[Data extracted from a collection]
⁂

//! Upload coordinator
//!
//! Uploads a batch of files into one folder strictly in submission order.
//!
//! ## Per-file flow
//!
//! 1. Claim a unique name against the names already taken in the folder and
//!    earlier files of the batch (`a.txt` -> `a (1).txt`)
//! 2. Check the cancellation token (before the batch, right before each
//!    store call, and before every retry of that call)
//! 3. Run the store call while a ticker grows an estimate of bytes sent
//!    toward a cap (90% by default) of the file size
//! 4. On success replace the estimate with the real byte count
//!
//! The first failure stops the batch. Files stored before a failure or a
//! cancellation stay stored; nothing is rolled back.

use std::collections::HashSet;
use std::sync::Arc;
use std::time::Duration;

use tokio::sync::watch;
use tokio_util::sync::CancellationToken;
use tracing::{debug, info, warn};

use dataroom_core::config::UploadConfig;
use dataroom_core::domain::naming::unique_file_name;
use dataroom_core::domain::{DataRoomFile, FolderId, StoreError};
use dataroom_core::ports::IRemoteStore;

use crate::retry::{with_retry, RetryPolicy};
use crate::SyncError;

/// One file of an upload batch
#[derive(Debug, Clone, PartialEq, Eq)]
pub struct UploadItem {
    pub name: String,
    pub mime_type: Option<String>,
    pub data: Vec<u8>,
}

impl UploadItem {
    pub fn new(name: impl Into<String>, data: Vec<u8>) -> Self {
        Self {
            name: name.into(),
            mime_type: None,
            data,
        }
    }

    #[must_use]
    pub fn with_mime_type(mut self, mime_type: impl Into<String>) -> Self {
        self.mime_type = Some(mime_type.into());
        self
    }

    pub fn size(&self) -> u64 {
        self.data.len() as u64
    }
}

/// Snapshot of an active batch, published on a watch channel
#[derive(Debug, Clone, Default, PartialEq, Eq)]
pub struct UploadProgress {
    pub total_files: usize,
    pub completed_files: usize,
    pub total_bytes: u64,
    /// Real bytes of completed files
    pub uploaded_bytes: u64,
    /// Final (disambiguated) name of the file in flight
    pub current_file_name: Option<String>,
    /// Estimated bytes sent for the file in flight; discarded on completion
    pub current_file_estimate: u64,
}

impl UploadProgress {
    /// Bytes to display: completed files plus the in-flight estimate
    pub fn displayed_bytes(&self) -> u64 {
        self.uploaded_bytes + self.current_file_estimate
    }

    /// Whole-batch progress in percent (0-100)
    pub fn percent(&self) -> u8 {
        if self.total_bytes == 0 {
            return if self.completed_files == self.total_files { 100 } else { 0 };
        }
        ((self.displayed_bytes() * 100) / self.total_bytes).min(100) as u8
    }
}

/// Ticker settings for the progress estimate
#[derive(Debug, Clone, Copy, PartialEq, Eq)]
pub struct UploadSettings {
    pub tick: Duration,
    /// The estimate never exceeds this share of a file's size (percent)
    pub estimate_cap_percent: u8,
}

impl Default for UploadSettings {
    fn default() -> Self {
        Self::from(&UploadConfig::default())
    }
}

impl From<&UploadConfig> for UploadSettings {
    fn from(config: &UploadConfig) -> Self {
        Self {
            tick: Duration::from_millis(config.progress_tick_ms.max(1)),
            estimate_cap_percent: config.estimate_cap_percent.min(100),
        }
    }
}

/// A batch that stopped early, with the files stored before it stopped
#[derive(Debug, Clone)]
pub struct BatchAborted {
    pub uploaded: Vec<DataRoomFile>,
    pub error: SyncError,
}

/// Sequential batch uploader over an [`IRemoteStore`]
pub struct UploadCoordinator {
    store: Arc<dyn IRemoteStore>,
    retry: RetryPolicy,
    settings: UploadSettings,
}

impl UploadCoordinator {
    pub fn new(store: Arc<dyn IRemoteStore>, retry: RetryPolicy, settings: UploadSettings) -> Self {
        Self { store, retry, settings }
    }

    /// Uploads `items` into `folder_id` in order.
    ///
    /// `existing_names` seeds the taken-name set (compared
    /// case-insensitively). Progress snapshots are sent on `progress`.
    #[tracing::instrument(skip_all, fields(folder = %folder_id, files = items.len()))]
    pub async fn run<'a>(
        &self,
        folder_id: &FolderId,
        existing_names: impl IntoIterator<Item = &'a str>,
        items: Vec<UploadItem>,
        cancel: &CancellationToken,
        progress: &watch::Sender<Option<UploadProgress>>,
    ) -> Result<Vec<DataRoomFile>, BatchAborted> {
        let mut taken: HashSet<String> = existing_names.into_iter().map(str::to_lowercase).collect();
        let mut state = UploadProgress {
            total_files: items.len(),
            total_bytes: items.iter().map(UploadItem::size).sum(),
            ..UploadProgress::default()
        };
        progress.send_replace(Some(state.clone()));

        let mut uploaded = Vec::with_capacity(items.len());
        if cancel.is_cancelled() {
            info!("Upload cancelled before start");
            return Err(BatchAborted {
                uploaded,
                error: SyncError::Cancelled { completed: 0 },
            });
        }

        for item in items {
            let name = unique_file_name(&item.name, &mut taken);
            if name != item.name {
                debug!(original = %item.name, renamed = %name, "Disambiguated upload name");
            }
            state.current_file_name = Some(name.clone());
            state.current_file_estimate = 0;
            progress.send_replace(Some(state.clone()));

            if cancel.is_cancelled() {
                info!(completed = uploaded.len(), "Upload cancelled");
                return Err(BatchAborted {
                    error: SyncError::Cancelled {
                        completed: uploaded.len(),
                    },
                    uploaded,
                });
            }

            match self.upload_one(folder_id, &name, &item, cancel, &mut state, progress).await {
                Ok(file) => {
                    state.completed_files += 1;
                    state.uploaded_bytes += item.size();
                    state.current_file_estimate = 0;
                    progress.send_replace(Some(state.clone()));
                    debug!(file_id = %file.id, name = %file.name, "File uploaded");
                    uploaded.push(file);
                }
                Err(StoreError::Cancelled) => {
                    info!(completed = uploaded.len(), "Upload cancelled between attempts");
                    return Err(BatchAborted {
                        error: SyncError::Cancelled {
                            completed: uploaded.len(),
                        },
                        uploaded,
                    });
                }
                Err(e) => {
                    warn!(name = %name, error = %e, completed = uploaded.len(), "Upload failed; aborting batch");
                    return Err(BatchAborted {
                        uploaded,
                        error: SyncError::Store(e),
                    });
                }
            }
        }

        state.current_file_name = None;
        progress.send_replace(Some(state));
        info!(files = uploaded.len(), "Upload batch complete");
        Ok(uploaded)
    }

    /// Runs one store call with the progress ticker alongside it.
    ///
    /// A cancellation seen before a retry ends the call with
    /// `StoreError::Cancelled` instead of storing the file again.
    async fn upload_one(
        &self,
        folder_id: &FolderId,
        name: &str,
        item: &UploadItem,
        cancel: &CancellationToken,
        state: &mut UploadProgress,
        progress: &watch::Sender<Option<UploadProgress>>,
    ) -> Result<DataRoomFile, StoreError> {
        let mime = item.mime_type.as_deref();
        let upload = with_retry("upload_file", &self.retry, || async move {
            if cancel.is_cancelled() {
                return Err(StoreError::Cancelled);
            }
            self.store.upload_file(folder_id, name, mime, &item.data).await
        });
        tokio::pin!(upload);

        let cap = item.size() * u64::from(self.settings.estimate_cap_percent) / 100;
        let step = (item.size() / 20).max(1);
        let mut ticker = tokio::time::interval(self.settings.tick);
        // The first tick completes immediately.
        ticker.tick().await;

        loop {
            tokio::select! {
                result = &mut upload => return result,
                _ = ticker.tick() => {
                    if state.current_file_estimate < cap {
                        state.current_file_estimate = (state.current_file_estimate + step).min(cap);
                        progress.send_replace(Some(state.clone()));
                    }
                }
            }
        }
    }
}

⁂

Exactly reproduce the lines from the one containing "tokio::pin!(upload);" through the end of the records, and only those lines.

        tokio::pin!(upload);

        let cap = item.size() * u64::from(self.settings.estimate_cap_percent) / 100;
        let step = (item.size() / 20).max(1);
        let mut ticker = tokio::time::interval(self.settings.tick);
        // The first tick completes immediately.
        ticker.tick().await;

        loop {
            tokio::select! {
                result = &mut upload => return result,
                _ = ticker.tick() => {
                    if state.current_file_estimate < cap {
                        state.current_file_estimate = (state.current_file_estimate + step).min(cap);
                        progress.send_replace(Some(state.clone()));
                    }
                }
            }
        }
    }
}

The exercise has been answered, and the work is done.